Nina is ranked as a leading junior in personal injury in the current editions of Legal 500 and Chambers and Partners, which note that Nina is “crystal-clear in her thinking and analysis” (Legal 500) and has “a commanding presence when on her feet” (Chambers and Partners).

Nina specialises in claims arising out of sexual and physical assaults; harassment claims; military claims; international and group litigation; and human rights aspects of personal injury law. She has been instructed in high-profile litigation in these fields, including in:

Sayn-Wittgenstein v Juan Carlos 1 [2023] EWHC 2478 (KB) (led by Jonathan Caplan KC and Andrew Green KC): claim for harassment brought against the former King of Spain
X v Kuoni [2021] UKSC 34 (led by William Audland KC): a claim brought under the 1992 Package Travel Regulations for sexual assaults committed by a hotel employee in Sri Lanka, which was referred by the Supreme Court to the CJEU for a preliminary ruling on a point of European law.
Alseran & Others v Ministry of Defence [2017] EWHC 3289 (QB) [2018] 3 W.L.R. 95 (led by Richard Hermer KC and Harry Steinberg KC): claims against the MoD brought by Iraqi civilians who allege that they were assaulted and unlawfully detained by UK military personnel during the invasion of Iraq in 2003.

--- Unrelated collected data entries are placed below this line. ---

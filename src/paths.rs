//! Path and URI helpers shared by the resolver and every driver.
//!
//! URIs handled here always start with `/` and are appended to site directories as
//! plain strings, so `append(site, "/public")` yields `<site>/public` rather than the
//! absolute `/public` that `Path::join` would produce.

use std::borrow::Cow;
use std::ffi::OsString;
use std::path::{Path, PathBuf};

/// Split a raw request target into its percent-decoded path and raw query string.
pub fn split_request_target(target: &str) -> (String, Option<String>) {
    let (path, query) = match target.split_once('?') {
        Some((path, query)) => (path, Some(query.to_string())),
        None => (target, None),
    };

    let path = if path.is_empty() { "/" } else { path };
    (decode_uri(path).into_owned(), query)
}

/// Percent-decode a URI path. Invalid UTF-8 sequences leave the input untouched.
pub fn decode_uri(uri: &str) -> Cow<'_, str> {
    urlencoding::decode(uri).unwrap_or(Cow::Borrowed(uri))
}

/// Remove every trailing `/` from a URI (`"/"` becomes `""`).
pub fn trim_trailing_slash(uri: &str) -> &str {
    uri.trim_end_matches('/')
}

/// The registrable label of a site name: the last `.`-separated label.
///
/// `api.myapp` yields `myapp`; a single-label name yields itself.
pub fn domain_label(site_name: &str) -> &str {
    site_name.rsplit('.').next().unwrap_or(site_name)
}

/// Append a URI-like suffix to a directory without `Path::join` semantics.
pub fn append(base: &Path, suffix: &str) -> PathBuf {
    let mut joined = OsString::from(base.as_os_str());
    joined.push(suffix);
    PathBuf::from(joined)
}

/// True if the path exists and is not a directory.
pub fn is_actual_file(path: &Path) -> bool {
    std::fs::metadata(path)
        .map(|meta| !meta.is_dir())
        .unwrap_or(false)
}

/// True if anything (file, directory, or symlink target) exists at the path.
pub fn exists(path: &Path) -> bool {
    path.exists()
}

/// Script name as the execution layer expects it: the path relative to the document
/// root with a leading slash.
pub fn script_name(doc_root: &Path, script: &Path) -> String {
    match script.strip_prefix(doc_root) {
        Ok(relative) => format!("/{}", relative.to_string_lossy()),
        Err(_) => script.to_string_lossy().into_owned(),
    }
}

/// Extension of the last path segment of a URI, if any.
pub fn uri_extension(uri: &str) -> Option<&str> {
    let segment = uri.rsplit('/').next()?;
    let (stem, ext) = segment.rsplit_once('.')?;
    if stem.is_empty() || ext.is_empty() {
        None
    } else {
        Some(ext)
    }
}

/// True if any segment of the URI is `..`.
pub fn has_parent_segment(uri: &str) -> bool {
    uri.split(['/', '\\']).any(|segment| segment == "..")
}

/// Expand a leading `~/` to the user's home directory.
pub fn expand_home(path: &str) -> PathBuf {
    if let Some(rest) = path.strip_prefix("~/") {
        if let Some(home) = dirs_next::home_dir() {
            return home.join(rest);
        }
    }
    PathBuf::from(path)
}
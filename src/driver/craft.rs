use super::locales::{uri_locale, CRAFT_LOCALES};
use super::{Driver, FrontController};
use crate::context::{RequestContext, SCRIPT_FILENAME, SCRIPT_NAME};
use crate::paths::{append, exists, is_actual_file};
use std::path::{Path, PathBuf};

/// Craft CMS. The web root is `web/` (Craft 3+) or `public/` (Craft 2).
///
/// Localized sites may ship `<web root>/<locale>/index.php`; when the first URI
/// segment is a known locale and that file exists it becomes the front controller.
#[derive(Debug, Default, Clone, Copy)]
pub struct CraftDriver;

impl CraftDriver {
    pub fn web_root(site: &Path) -> PathBuf {
        for dir in ["web", "public"] {
            let candidate = site.join(dir);
            if candidate.is_dir() {
                return candidate;
            }
        }
        if site.join("craft").is_dir() {
            site.join("public")
        } else {
            site.join("web")
        }
    }
}

impl Driver for CraftDriver {
    fn name(&self) -> &str {
        "craft"
    }

    fn serves(&self, site: &Path, _site_name: &str, _uri: &str) -> bool {
        exists(&site.join("craft"))
    }

    fn is_static_file(&self, site: &Path, _site_name: &str, uri: &str, _ctx: &RequestContext) -> Option<PathBuf> {
        let file = append(&Self::web_root(site), uri);
        is_actual_file(&file).then_some(file)
    }

    fn front_controller_path(
        &self,
        site: &Path,
        _site_name: &str,
        uri: &str,
        ctx: &mut RequestContext,
    ) -> Option<FrontController> {
        let web_root = Self::web_root(site);
        let mut script = web_root.join("index.php");
        let mut script_name = "/index.php".to_string();

        if let Some(locale) = uri_locale(uri, CRAFT_LOCALES) {
            let localized = web_root.join(locale).join("index.php");
            if exists(&localized) {
                script = localized;
                script_name = format!("/{}/index.php", locale);
            }
        }

        ctx.set_server(SCRIPT_FILENAME, script.to_string_lossy());
        ctx.set_server(SCRIPT_NAME, script_name);
        Some(FrontController::Script(script))
    }
}

#[cfg(test)]
mod tests {
    use super::super::testing::{front, site_with, static_file};
    use super::*;

    #[test]
    fn test_craft_web_root_detection() {
        let craft3 = site_with(&["craft", "web/index.php"]);
        assert_eq!(CraftDriver::web_root(craft3.path()), craft3.path().join("web"));

        let craft2 = site_with(&["craft/", "public/index.php"]);
        assert_eq!(CraftDriver::web_root(craft2.path()), craft2.path().join("public"));

        let bare = site_with(&["craft"]);
        assert_eq!(CraftDriver::web_root(bare.path()), bare.path().join("web"));
    }

    #[test]
    fn test_craft_locale_front_controller() {
        let site = site_with(&["craft", "web/index.php", "web/de/index.php", "web/assets/site.css"]);

        let (front_controller, ctx) = front(&CraftDriver, site.path(), "/de/ueber-uns");
        assert_eq!(front_controller, Some(FrontController::Script(site.path().join("web/de/index.php"))));
        assert_eq!(ctx.server(SCRIPT_NAME), Some("/de/index.php"));

        let (front_controller, ctx) = front(&CraftDriver, site.path(), "/fr/a-propos");
        assert_eq!(front_controller, Some(FrontController::Script(site.path().join("web/index.php"))));
        assert_eq!(ctx.server(SCRIPT_NAME), Some("/index.php"));

        assert_eq!(
            static_file(&CraftDriver, site.path(), "/assets/site.css"),
            Some(site.path().join("web/assets/site.css"))
        );
    }
}
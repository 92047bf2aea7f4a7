//! Frameworks that differ from the generic driver only in how they are recognised and
//! which folder is the document root.

use super::basic::front_controller_in;
use super::{Driver, FrontController};
use crate::context::RequestContext;
use crate::paths::{append, exists, is_actual_file};
use std::path::{Path, PathBuf};

/// Declares a driver whose static files and front controller live in one subfolder.
macro_rules! docroot_driver {
    ($(#[$meta:meta])* $driver:ident, $name:literal, $docroot:literal, |$site:ident| $serves:expr) => {
        $(#[$meta])*
        #[derive(Debug, Default, Clone, Copy)]
        pub struct $driver;

        impl Driver for $driver {
            fn name(&self) -> &str {
                $name
            }

            fn serves(&self, $site: &Path, _site_name: &str, _uri: &str) -> bool {
                $serves
            }

            fn is_static_file(
                &self,
                site: &Path,
                _site_name: &str,
                uri: &str,
                _ctx: &RequestContext,
            ) -> Option<PathBuf> {
                let file = append(&site.join($docroot), uri);
                is_actual_file(&file).then_some(file)
            }

            fn front_controller_path(
                &self,
                site: &Path,
                _site_name: &str,
                uri: &str,
                ctx: &mut RequestContext,
            ) -> Option<FrontController> {
                front_controller_in(&site.join($docroot), uri, ctx)
            }
        }
    };
}

docroot_driver!(
    /// CodeIgniter 4 (`spark` launcher).
    CodeIgniterDriver,
    "codeigniter",
    "public",
    |site| exists(&site.join("spark")) && exists(&site.join("public/index.php"))
);

docroot_driver!(
    /// Laminas MVC and Mezzio skeletons.
    LaminasDriver,
    "laminas",
    "public",
    |site| exists(&site.join("public/index.php"))
        && (exists(&site.join("config/application.config.php")) || exists(&site.join("config/config.php")))
);

docroot_driver!(
    /// Nette web projects, served from `www/`.
    NetteDriver,
    "nette",
    "www",
    |site| exists(&site.join("www/index.php")) && exists(&site.join("app/Bootstrap.php"))
);

docroot_driver!(
    ShopwareDriver,
    "shopware",
    "public",
    |site| exists(&site.join("bin/console")) && site.join("vendor/shopware").is_dir()
);

docroot_driver!(
    /// Yii 2 basic application template.
    Yii2Driver,
    "yii2",
    "web",
    |site| exists(&site.join("yii")) && exists(&site.join("web/index.php"))
);
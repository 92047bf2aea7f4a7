//! The driver contract and the built-in drivers.
//!
//! A driver encodes one project convention: whether it recognises a site
//! ([`Driver::serves`]), which request URIs are plain files
//! ([`Driver::is_static_file`]), and which bootstrap script handles the rest
//! ([`Driver::front_controller_path`]). Drivers are stateless; everything that varies
//! per request goes into the [`RequestContext`].

use crate::context::RequestContext;
use std::borrow::Cow;
use std::path::{Path, PathBuf};

pub mod basic;
pub mod bedrock;
pub mod cake;
pub mod concrete5;
pub mod contao;
pub mod craft;
pub mod declarative;
pub mod docroot;
pub mod drupal;
pub mod generated;
pub mod grav;
pub mod joomla;
pub mod kirby;
pub mod laravel;
pub mod locales;
pub mod magento;
pub mod neos;
pub mod processwire;
pub mod registry;
pub mod statamic;
pub mod symfony;
pub mod typo3;
pub mod winter;
pub mod wordpress;

pub use declarative::{DeclarativeDriver, DriverDefinition, DriverLoadError};
pub use registry::DriverRegistry;

/// What a driver decided should handle a non-static request.
#[derive(Debug, Clone, PartialEq, Eq)]
pub enum FrontController {
    /// Execute this bootstrap script with the populated context.
    Script(PathBuf),
    /// Answer with a redirect to this location (e.g. a forced trailing slash).
    Redirect(String),
    /// Refuse the request.
    Forbidden,
}

/// Capability interface implemented by every driver.
///
/// `uri` is always the percent-decoded request path, already passed through this
/// driver's [`Driver::mutate_uri`].
pub trait Driver: Send + Sync {
    /// Short identifier used in logs.
    fn name(&self) -> &str;

    /// Whether this driver recognises the project. Must be side-effect free and cheap;
    /// it runs for every driver ahead of this one on every request.
    fn serves(&self, site: &Path, site_name: &str, uri: &str) -> bool;

    /// Rewrite the URI before `serves` and every later step.
    fn mutate_uri<'a>(&self, uri: &'a str) -> Cow<'a, str> {
        Cow::Borrowed(uri)
    }

    /// Absolute path of a file to stream verbatim, if the URI addresses one.
    fn is_static_file(&self, site: &Path, site_name: &str, uri: &str, ctx: &RequestContext) -> Option<PathBuf>;

    /// Resolve the bootstrap for a dynamic request, populating `ctx` on the way.
    fn front_controller_path(
        &self,
        site: &Path,
        site_name: &str,
        uri: &str,
        ctx: &mut RequestContext,
    ) -> Option<FrontController>;

    /// Context mutations needed before the front controller is resolved.
    fn before_loading(&self, _site: &Path, _site_name: &str, _uri: &str, _ctx: &mut RequestContext) {}
}

/// Every built-in driver, most specific first. The generic drivers close the list and
/// [`basic::BasicDriver`] serves everything, so it must stay last.
pub fn builtin_drivers() -> Vec<Box<dyn Driver>> {
    vec![
        Box::new(statamic::StatamicDriver),
        Box::new(laravel::LaravelDriver),
        Box::new(bedrock::BedrockDriver),
        Box::new(cake::CakeDriver),
        Box::new(docroot::CodeIgniterDriver),
        Box::new(concrete5::Concrete5Driver),
        Box::new(contao::ContaoDriver),
        Box::new(craft::CraftDriver),
        Box::new(drupal::DrupalDriver),
        Box::new(grav::GravDriver),
        Box::new(generated::JigsawDriver),
        Box::new(joomla::JoomlaDriver),
        Box::new(generated::KatanaDriver),
        Box::new(kirby::KirbyDriver),
        Box::new(docroot::LaminasDriver),
        Box::new(magento::Magento2Driver),
        Box::new(neos::NeosDriver),
        Box::new(docroot::NetteDriver),
        Box::new(processwire::ProcessWireDriver),
        Box::new(bedrock::RadicleDriver),
        Box::new(generated::SculpinDriver),
        Box::new(docroot::ShopwareDriver),
        Box::new(statamic::StatamicV1Driver),
        Box::new(statamic::StatamicV2Driver),
        Box::new(symfony::SymfonyDriver),
        Box::new(typo3::Typo3Driver),
        Box::new(winter::WinterDriver),
        Box::new(wordpress::WordPressDriver),
        Box::new(docroot::Yii2Driver),
        Box::new(basic::BasicWithPublicDriver),
        Box::new(basic::BasicDriver),
    ]
}

/// Address written to `SERVER_ADDR` when the pipeline did not set one.
pub const DEFAULT_LOOPBACK: &str = "127.0.0.1";

/// Set the variables WordPress-style applications read before bootstrapping.
pub(crate) fn prime_server_identity(uri: &str, ctx: &mut RequestContext) {
    use crate::context::{PHP_SELF, SERVER_ADDR, SERVER_NAME};

    ctx.set_server(PHP_SELF, uri);
    if ctx.server(SERVER_ADDR).is_none() {
        ctx.set_server(SERVER_ADDR, DEFAULT_LOOPBACK);
    }
    let host = ctx.host().to_string();
    ctx.set_server(SERVER_NAME, host);
}

#[cfg(test)]
pub(crate) mod testing {
    use super::*;
    use std::fs;
    use tempfile::TempDir;

    /// A temporary site tree with the given files (empty contents) and directories
    /// (paths ending in `/`).
    pub fn site_with(entries: &[&str]) -> TempDir {
        let site = tempfile::tempdir().unwrap();
        for entry in entries {
            let path = site.path().join(entry.trim_start_matches('/'));
            if entry.ends_with('/') {
                fs::create_dir_all(&path).unwrap();
            } else {
                fs::create_dir_all(path.parent().unwrap()).unwrap();
                fs::write(&path, "").unwrap();
            }
        }
        site
    }

    pub fn ctx(uri: &str) -> RequestContext {
        RequestContext::new("site.test", "GET", uri)
    }

    /// Mutate the URI, run `before_loading`, then resolve the front controller.
    pub fn front(driver: &dyn Driver, site: &Path, uri: &str) -> (Option<FrontController>, RequestContext) {
        let mut ctx = ctx(uri);
        let uri = driver.mutate_uri(uri).into_owned();
        driver.before_loading(site, "site", &uri, &mut ctx);
        let front = driver.front_controller_path(site, "site", &uri, &mut ctx);
        (front, ctx)
    }

    pub fn static_file(driver: &dyn Driver, site: &Path, uri: &str) -> Option<PathBuf> {
        let uri = driver.mutate_uri(uri).into_owned();
        driver.is_static_file(site, "site", &uri, &ctx(&uri))
    }
}

#[cfg(test)]
mod tests {
    use super::*;

    #[test]
    fn test_builtin_order_ends_with_generic_drivers() {
        let drivers = builtin_drivers();
        let names: Vec<&str> = drivers.iter().map(|d| d.name()).collect();

        assert_eq!(names.first(), Some(&"statamic"));
        assert_eq!(names[1], "laravel");
        assert_eq!(names[names.len() - 2], "basic-with-public");
        assert_eq!(names.last(), Some(&"basic"));

        let mut unique = names.clone();
        unique.sort();
        unique.dedup();
        assert_eq!(unique.len(), names.len());
    }
}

Given her areas of specialism, Nina has particular experience of claims for psychiatric injury and the complex issues of causation that arise.

She is an authority on limitation periods and is co-author of Personal Injury Limitation Law, Bloomsbury (2020) which has received excellent reviews: https://www.bloomsburyprofessional.com/uk/personal-injury-limitation-law-9781526508607/

Before coming to the Bar, Nina worked on torture and abuse cases in the international and group claims department of Leigh Day & Co Solicitors; at the International Criminal Tribunal for the former Yugoslavia in the Netherlands; as well as at JUSTICE; Liberty; and the Legal Resources Centre in Durban, South Africa.